Wayne Burton, president of North Shore Community College, in Massachusetts, said that institutions like his would benefit from student success measures that reach beyond the graduation rates. “We need to recognize … that we are successful, very successful, yet the public thinks we aren’t because they see the federal metric,” he said. More accurate measures, he implied, would show that community colleges are already fulfilling their missions. “Community colleges in this country do not need to be fixed; they need to be famous.”
Because this meeting was just the first of many, and included presentations on the efforts under way by the NGA and AACC, the committee’s direction for the future seemed a bit uncertain. Bailey, a widely respected researcher, said he would like to see the committee figure out good ways to measure progression, learning outcomes, and employment for students who enroll at two-year institutions.

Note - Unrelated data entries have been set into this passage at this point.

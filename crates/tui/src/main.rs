mod renderer;
mod replay;

use std::path::PathBuf;

use anyhow::{Context, Result};
use touchview_core::trace::{GestureTrace, replay as replay_all};

fn main() -> Result<()> {
    env_logger::Builder::from_env(env_logger::Env::default().default_filter_or("warn")).init();

    let args: Vec<String> = std::env::args().collect();
    let (print_only, path) = match args.as_slice() {
        [_, flag, path] if flag == "--print" => (true, path),
        [_, path] => (false, path),
        _ => {
            eprintln!("Usage: touchview [--print] <trace.json>");
            std::process::exit(1);
        }
    };

    let path = PathBuf::from(path);
    let data = std::fs::read(&path).with_context(|| format!("reading {}", path.display()))?;
    let trace = GestureTrace::from_json(&data)?;
    log::info!("loaded {} events from {}", trace.events.len(), path.display());

    if print_only {
        return print_transforms(&trace);
    }

    let mut session = replay::Replay::new(trace)?;
    renderer::render_tui(&mut session)
}

/// One JSON transform per line, for diffing traces.
#[allow(clippy::print_stdout)]
fn print_transforms(trace: &GestureTrace) -> Result<()> {
    for transform in replay_all(trace)? {
        println!("{}", serde_json::to_string(&transform)?);
    }
    Ok(())
}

Employment came up again as a potential way to measure student success when Kent Phillippe, associate vice president of research and student success at AACC, discussed his group's Voluntary Framework of Accountability, which would attempt to track in-field employment of former students.
To Levy, the sole panelist with a direct link to for-profit colleges, the suggestion that one measure might be related to employment -- particularly in relation to AACC’s framework -- evoked an elephant in the room.
“For obvious reasons I’m thinking, how does this map against gainful employment," he said, referring to the department's proposed regulations that link students' ability to repay their debt to a program's eligibility to participate in the Title IV federal financial aid program. Those rules, which were set to be released by Nov. 1 but have in part been delayed, would apply to most for-profit programs and nondegree programs at community colleges and other nonprofit institutions, but by most accounts would have a much more detrimental impact on for-profit colleges because of their graduates' larger loan burdens.
Phillippe's response: “We were aware of gainful employment, but this was the community college community trying to find measures that they think are the right measures for themselves.” Whether that view will be adopted by the committee and, ultimately, by the Education Department is a matter many months -- and many battles -- away from resolution.